- Records shown

BEGIN

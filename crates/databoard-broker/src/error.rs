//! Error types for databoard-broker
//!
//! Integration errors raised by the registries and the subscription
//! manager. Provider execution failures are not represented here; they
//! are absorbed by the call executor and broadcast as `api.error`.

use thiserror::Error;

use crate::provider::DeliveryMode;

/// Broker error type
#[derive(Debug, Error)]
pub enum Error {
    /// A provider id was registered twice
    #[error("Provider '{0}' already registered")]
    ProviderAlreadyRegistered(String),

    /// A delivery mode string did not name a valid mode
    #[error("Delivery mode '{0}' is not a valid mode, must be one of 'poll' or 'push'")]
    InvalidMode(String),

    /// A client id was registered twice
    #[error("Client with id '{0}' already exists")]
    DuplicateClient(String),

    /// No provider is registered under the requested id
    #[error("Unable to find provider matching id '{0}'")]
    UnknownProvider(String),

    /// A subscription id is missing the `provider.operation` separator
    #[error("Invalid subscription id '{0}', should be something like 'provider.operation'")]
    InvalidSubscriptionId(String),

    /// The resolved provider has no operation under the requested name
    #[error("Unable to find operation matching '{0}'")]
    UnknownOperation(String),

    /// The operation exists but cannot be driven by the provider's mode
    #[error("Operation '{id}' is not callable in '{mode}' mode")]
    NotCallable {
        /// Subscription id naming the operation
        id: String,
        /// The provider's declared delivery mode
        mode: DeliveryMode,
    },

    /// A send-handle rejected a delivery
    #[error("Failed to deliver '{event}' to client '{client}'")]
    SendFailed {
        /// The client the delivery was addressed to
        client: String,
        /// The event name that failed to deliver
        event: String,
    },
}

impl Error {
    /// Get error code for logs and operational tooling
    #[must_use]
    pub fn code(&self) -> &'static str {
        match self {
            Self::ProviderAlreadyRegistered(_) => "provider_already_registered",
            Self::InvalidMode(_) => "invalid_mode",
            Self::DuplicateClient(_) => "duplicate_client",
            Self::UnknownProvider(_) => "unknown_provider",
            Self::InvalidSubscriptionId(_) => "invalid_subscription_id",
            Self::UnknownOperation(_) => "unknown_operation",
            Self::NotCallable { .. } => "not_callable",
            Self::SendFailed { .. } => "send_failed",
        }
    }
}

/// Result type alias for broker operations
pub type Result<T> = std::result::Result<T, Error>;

END

- Your instructions
Scan the entries above for the string "UnknownOperation", and copy every line where it turns up.

- Output
    UnknownOperation(String),
            Self::UnknownOperation(_) => "unknown_operation",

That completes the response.